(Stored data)

┌──

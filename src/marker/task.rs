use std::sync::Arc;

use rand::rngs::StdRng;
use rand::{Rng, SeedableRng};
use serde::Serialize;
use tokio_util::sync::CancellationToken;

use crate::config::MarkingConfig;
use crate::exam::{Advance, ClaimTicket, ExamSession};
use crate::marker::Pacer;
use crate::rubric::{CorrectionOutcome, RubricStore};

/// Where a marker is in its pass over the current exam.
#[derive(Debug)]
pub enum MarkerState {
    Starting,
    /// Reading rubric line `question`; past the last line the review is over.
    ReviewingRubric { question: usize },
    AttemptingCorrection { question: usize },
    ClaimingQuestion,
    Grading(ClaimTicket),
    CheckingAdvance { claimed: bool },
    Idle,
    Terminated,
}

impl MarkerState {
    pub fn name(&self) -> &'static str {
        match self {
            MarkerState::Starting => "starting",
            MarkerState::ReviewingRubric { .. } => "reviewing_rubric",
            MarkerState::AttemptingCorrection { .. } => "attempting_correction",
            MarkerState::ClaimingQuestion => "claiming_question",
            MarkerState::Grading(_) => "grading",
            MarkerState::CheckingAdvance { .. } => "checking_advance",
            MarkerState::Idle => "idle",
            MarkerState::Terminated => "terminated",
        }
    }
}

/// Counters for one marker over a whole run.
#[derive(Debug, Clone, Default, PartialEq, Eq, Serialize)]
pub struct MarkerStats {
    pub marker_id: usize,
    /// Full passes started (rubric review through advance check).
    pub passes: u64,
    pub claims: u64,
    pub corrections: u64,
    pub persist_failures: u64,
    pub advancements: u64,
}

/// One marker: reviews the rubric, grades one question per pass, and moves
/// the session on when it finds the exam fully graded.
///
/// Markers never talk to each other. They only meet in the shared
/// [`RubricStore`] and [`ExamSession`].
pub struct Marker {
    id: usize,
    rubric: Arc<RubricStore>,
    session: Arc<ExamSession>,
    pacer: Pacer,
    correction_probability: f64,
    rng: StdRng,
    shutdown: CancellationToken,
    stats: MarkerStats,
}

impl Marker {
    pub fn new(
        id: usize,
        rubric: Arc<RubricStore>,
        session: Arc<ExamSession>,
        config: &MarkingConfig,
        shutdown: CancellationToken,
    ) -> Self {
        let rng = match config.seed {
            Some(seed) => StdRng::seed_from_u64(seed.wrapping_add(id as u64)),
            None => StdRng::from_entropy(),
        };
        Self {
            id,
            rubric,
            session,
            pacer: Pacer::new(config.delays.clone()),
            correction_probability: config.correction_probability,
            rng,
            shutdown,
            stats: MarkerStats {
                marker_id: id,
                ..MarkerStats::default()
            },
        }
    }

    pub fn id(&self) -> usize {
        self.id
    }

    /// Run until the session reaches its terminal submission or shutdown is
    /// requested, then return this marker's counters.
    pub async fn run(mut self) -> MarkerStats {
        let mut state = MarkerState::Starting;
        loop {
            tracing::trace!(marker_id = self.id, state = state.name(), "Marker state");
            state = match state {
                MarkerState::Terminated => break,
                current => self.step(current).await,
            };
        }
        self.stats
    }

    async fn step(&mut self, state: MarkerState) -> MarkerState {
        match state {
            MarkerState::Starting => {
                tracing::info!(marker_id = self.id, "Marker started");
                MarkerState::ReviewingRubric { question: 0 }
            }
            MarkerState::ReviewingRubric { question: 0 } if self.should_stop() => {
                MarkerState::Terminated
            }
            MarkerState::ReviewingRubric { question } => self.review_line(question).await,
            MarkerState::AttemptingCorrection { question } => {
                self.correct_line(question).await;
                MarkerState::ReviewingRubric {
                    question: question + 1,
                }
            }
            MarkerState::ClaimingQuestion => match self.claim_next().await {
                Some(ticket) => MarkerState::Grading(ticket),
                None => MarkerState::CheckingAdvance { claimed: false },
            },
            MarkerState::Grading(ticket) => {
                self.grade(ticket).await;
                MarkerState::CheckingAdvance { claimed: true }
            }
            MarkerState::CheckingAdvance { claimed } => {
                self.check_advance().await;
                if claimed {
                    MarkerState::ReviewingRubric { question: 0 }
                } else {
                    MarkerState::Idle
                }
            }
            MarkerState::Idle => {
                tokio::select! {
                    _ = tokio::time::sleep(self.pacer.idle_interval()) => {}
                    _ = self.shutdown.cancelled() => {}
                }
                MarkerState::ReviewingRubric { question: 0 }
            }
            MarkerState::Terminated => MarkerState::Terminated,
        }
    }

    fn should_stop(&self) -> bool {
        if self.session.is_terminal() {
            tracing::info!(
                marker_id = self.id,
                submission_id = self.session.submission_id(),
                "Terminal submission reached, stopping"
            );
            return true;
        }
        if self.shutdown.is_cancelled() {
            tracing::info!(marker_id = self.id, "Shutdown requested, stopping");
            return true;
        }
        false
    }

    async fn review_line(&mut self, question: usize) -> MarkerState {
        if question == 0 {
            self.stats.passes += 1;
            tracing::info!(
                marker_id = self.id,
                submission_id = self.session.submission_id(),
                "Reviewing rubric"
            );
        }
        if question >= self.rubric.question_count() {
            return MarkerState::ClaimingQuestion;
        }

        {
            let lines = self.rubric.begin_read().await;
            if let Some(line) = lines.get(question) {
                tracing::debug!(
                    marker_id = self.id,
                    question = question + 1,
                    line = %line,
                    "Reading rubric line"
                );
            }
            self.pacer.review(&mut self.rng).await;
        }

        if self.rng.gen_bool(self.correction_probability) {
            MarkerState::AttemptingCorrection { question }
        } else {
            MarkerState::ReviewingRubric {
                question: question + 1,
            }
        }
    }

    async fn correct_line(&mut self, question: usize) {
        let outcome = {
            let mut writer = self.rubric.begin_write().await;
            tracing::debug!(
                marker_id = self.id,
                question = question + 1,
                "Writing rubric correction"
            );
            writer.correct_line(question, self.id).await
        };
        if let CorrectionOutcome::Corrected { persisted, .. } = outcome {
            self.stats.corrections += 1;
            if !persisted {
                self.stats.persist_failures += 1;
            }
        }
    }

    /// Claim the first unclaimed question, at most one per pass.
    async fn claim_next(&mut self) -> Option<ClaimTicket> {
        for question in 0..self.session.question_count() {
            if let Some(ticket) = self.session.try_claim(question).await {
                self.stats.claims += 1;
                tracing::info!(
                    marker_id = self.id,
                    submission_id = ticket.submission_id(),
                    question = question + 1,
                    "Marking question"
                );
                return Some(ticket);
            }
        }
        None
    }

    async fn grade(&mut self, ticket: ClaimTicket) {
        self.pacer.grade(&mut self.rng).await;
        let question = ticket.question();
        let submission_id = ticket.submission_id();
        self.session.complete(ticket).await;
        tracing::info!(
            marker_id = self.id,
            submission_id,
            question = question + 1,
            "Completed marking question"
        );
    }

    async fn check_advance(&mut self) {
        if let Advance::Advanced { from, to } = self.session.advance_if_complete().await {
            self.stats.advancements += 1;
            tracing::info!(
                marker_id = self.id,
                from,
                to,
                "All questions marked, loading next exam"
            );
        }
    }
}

└──

Assignment: Each line of the entries that contains "lines" counts once; state the total as a bare number.

Written solution: 2